* _Work to complete_
Give the number of lines in the data below that contain "resolved", and only that number.

/---

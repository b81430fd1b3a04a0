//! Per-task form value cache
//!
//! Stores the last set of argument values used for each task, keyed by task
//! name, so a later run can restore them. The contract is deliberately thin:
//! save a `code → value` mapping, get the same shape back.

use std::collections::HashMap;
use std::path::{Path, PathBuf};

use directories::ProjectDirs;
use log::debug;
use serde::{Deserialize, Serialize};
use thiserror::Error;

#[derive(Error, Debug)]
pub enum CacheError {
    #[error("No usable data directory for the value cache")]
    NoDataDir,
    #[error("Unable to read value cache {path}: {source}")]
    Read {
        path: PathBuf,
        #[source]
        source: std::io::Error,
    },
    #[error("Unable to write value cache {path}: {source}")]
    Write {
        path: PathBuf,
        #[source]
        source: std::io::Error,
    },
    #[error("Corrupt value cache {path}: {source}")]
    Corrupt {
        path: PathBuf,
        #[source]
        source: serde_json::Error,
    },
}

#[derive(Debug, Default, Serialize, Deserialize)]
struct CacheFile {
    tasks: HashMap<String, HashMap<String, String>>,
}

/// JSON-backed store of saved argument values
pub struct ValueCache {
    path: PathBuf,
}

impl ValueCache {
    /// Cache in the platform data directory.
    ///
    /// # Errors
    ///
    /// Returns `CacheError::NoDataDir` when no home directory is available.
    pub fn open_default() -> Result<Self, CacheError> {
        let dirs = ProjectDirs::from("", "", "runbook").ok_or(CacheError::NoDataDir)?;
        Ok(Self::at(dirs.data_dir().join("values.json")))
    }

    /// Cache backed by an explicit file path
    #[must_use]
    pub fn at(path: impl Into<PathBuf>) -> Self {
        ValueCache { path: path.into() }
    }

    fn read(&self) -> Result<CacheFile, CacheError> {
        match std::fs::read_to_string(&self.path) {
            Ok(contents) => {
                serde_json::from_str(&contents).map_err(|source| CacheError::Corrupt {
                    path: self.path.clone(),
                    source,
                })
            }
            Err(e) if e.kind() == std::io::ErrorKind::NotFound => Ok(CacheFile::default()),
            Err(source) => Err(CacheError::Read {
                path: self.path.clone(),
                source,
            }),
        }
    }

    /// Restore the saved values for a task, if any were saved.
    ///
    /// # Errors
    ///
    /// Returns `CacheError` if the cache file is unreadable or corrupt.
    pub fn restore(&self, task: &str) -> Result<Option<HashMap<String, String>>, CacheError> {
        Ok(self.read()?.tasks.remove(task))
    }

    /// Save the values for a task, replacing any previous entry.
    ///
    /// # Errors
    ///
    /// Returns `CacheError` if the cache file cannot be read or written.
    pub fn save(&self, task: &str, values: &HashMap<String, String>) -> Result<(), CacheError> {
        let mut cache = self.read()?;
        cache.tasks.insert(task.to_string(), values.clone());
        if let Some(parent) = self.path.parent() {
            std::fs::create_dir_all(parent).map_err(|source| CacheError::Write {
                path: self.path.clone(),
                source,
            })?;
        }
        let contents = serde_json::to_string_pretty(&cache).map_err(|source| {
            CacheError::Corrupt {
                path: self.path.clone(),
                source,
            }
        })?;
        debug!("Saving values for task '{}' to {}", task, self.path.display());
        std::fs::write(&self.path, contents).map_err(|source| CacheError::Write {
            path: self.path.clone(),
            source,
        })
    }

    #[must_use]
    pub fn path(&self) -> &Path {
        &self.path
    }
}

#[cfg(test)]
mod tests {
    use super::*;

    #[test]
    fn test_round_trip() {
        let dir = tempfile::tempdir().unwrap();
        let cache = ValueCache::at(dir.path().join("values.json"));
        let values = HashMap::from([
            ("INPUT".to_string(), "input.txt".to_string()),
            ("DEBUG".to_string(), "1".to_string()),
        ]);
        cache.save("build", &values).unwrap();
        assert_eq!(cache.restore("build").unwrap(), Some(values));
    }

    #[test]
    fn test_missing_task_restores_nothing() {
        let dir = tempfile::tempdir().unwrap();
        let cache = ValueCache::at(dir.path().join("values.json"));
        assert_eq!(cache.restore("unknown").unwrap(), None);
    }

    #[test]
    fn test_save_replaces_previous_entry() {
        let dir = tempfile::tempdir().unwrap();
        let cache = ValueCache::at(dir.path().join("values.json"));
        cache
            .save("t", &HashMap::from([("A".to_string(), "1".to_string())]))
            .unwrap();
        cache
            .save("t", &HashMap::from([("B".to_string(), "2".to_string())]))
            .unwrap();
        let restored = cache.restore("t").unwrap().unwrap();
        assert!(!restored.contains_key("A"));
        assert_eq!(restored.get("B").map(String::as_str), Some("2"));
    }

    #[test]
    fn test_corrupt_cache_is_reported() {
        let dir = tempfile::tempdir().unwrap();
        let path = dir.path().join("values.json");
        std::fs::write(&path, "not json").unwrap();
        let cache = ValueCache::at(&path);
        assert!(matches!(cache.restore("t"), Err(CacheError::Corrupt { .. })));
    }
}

\---
/---

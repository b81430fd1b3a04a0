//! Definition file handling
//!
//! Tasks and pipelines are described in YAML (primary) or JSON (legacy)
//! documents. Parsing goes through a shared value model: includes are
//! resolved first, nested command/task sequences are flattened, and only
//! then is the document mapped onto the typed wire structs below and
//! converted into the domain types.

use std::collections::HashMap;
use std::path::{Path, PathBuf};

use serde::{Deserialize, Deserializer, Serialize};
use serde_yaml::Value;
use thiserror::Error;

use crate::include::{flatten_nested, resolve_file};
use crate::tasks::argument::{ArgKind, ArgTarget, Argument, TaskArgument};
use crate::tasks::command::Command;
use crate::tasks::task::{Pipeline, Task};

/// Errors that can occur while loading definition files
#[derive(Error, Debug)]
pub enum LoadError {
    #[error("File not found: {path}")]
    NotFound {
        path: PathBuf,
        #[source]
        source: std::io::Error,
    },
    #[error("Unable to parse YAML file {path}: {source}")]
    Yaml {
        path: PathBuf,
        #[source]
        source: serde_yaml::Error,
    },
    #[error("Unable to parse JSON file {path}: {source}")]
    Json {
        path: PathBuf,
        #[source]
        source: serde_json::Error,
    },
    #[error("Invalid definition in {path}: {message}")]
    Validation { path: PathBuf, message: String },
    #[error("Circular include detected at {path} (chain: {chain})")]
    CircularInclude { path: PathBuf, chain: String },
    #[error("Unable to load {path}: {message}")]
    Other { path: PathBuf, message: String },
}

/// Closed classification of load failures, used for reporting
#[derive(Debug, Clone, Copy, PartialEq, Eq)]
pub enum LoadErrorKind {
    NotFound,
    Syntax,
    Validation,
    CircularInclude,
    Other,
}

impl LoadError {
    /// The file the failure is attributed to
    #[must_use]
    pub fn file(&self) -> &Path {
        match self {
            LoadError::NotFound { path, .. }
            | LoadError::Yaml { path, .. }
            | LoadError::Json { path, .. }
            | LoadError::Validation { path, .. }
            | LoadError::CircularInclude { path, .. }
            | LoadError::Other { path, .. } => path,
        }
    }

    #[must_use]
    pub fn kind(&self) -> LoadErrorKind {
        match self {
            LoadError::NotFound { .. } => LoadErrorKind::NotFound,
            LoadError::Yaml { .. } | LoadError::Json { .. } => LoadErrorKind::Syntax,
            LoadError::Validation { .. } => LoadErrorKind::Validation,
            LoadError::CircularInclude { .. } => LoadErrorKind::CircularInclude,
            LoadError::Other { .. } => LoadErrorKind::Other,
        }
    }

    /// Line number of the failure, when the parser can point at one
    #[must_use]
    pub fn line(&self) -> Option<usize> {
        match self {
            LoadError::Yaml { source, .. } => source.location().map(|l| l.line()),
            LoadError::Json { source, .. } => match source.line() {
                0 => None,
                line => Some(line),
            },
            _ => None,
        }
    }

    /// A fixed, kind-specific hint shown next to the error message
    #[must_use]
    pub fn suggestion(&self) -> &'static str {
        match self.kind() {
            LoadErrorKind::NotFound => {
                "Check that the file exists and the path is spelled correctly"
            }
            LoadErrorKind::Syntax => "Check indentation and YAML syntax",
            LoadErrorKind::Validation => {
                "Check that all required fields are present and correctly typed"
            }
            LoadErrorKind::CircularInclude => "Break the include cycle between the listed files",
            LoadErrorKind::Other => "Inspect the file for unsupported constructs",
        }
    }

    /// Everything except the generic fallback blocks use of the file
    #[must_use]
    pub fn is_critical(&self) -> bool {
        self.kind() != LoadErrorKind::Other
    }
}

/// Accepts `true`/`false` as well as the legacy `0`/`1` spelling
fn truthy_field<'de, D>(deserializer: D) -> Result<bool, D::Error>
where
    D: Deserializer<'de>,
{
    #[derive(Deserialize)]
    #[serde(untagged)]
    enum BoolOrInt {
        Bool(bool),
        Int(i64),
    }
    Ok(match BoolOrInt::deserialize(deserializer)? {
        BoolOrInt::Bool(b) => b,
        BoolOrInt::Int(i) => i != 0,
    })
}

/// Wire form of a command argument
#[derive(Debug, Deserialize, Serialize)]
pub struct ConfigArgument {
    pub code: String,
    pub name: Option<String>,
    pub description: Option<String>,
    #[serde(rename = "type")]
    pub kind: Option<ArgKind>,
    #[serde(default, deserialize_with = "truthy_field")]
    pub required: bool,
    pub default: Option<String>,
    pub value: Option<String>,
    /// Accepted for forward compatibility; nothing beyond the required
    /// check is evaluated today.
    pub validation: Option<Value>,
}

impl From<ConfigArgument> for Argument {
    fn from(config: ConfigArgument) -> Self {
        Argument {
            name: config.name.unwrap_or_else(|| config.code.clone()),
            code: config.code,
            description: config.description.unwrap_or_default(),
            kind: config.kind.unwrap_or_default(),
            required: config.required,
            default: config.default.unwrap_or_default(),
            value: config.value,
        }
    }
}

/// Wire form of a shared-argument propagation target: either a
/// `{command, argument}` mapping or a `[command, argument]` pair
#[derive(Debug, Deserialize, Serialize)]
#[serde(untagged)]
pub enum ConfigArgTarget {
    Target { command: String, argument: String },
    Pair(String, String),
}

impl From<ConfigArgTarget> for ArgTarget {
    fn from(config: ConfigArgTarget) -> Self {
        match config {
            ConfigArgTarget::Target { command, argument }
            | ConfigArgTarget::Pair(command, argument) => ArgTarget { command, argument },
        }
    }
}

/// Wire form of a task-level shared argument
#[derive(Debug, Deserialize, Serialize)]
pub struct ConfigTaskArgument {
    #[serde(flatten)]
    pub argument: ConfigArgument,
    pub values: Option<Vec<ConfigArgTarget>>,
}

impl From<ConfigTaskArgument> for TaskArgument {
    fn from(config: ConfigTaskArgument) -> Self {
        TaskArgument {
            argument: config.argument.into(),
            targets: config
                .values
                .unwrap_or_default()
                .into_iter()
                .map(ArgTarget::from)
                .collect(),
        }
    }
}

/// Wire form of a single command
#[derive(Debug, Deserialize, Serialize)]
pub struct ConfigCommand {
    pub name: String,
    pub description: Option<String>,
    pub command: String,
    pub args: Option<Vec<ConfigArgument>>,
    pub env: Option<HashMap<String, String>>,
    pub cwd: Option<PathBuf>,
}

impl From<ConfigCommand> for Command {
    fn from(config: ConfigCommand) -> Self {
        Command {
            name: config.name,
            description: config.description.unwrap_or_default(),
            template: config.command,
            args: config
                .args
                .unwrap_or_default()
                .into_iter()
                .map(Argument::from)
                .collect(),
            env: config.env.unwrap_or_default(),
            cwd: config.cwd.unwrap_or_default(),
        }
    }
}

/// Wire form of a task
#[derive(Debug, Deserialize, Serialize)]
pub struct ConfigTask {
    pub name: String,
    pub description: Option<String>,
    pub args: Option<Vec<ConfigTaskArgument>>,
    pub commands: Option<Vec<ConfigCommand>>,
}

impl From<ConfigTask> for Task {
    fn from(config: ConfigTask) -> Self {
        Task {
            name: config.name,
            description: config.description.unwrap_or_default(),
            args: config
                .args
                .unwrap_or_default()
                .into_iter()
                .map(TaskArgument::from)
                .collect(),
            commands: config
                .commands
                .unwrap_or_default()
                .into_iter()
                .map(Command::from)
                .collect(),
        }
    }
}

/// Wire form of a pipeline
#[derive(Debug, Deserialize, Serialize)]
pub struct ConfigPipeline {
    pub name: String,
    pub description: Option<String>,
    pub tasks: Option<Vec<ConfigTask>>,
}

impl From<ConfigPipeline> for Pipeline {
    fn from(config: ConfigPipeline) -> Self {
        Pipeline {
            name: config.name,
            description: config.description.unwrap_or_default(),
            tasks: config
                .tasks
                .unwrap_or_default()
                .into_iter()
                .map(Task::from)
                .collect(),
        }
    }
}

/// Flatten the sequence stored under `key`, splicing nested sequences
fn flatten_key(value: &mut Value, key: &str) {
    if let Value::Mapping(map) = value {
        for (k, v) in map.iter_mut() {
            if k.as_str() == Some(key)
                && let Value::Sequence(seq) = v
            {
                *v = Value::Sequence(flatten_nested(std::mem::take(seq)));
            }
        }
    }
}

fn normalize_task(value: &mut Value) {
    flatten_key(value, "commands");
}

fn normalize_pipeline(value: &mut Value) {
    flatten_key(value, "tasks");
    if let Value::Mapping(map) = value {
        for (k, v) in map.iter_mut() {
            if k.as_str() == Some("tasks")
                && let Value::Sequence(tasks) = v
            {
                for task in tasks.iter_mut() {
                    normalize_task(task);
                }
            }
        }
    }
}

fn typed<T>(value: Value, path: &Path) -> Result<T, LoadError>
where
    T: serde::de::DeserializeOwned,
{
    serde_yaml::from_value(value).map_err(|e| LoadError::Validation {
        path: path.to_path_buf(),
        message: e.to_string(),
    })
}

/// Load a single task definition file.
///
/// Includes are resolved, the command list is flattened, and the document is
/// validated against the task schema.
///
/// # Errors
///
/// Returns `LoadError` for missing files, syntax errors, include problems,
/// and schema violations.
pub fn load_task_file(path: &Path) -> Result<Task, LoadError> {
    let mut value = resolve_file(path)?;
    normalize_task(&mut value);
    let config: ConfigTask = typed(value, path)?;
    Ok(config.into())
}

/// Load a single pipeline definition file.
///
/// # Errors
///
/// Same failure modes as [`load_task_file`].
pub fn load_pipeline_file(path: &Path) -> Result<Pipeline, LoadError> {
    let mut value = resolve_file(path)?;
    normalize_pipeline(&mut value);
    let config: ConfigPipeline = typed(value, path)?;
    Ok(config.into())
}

\---

* _Solution to the exercise_
2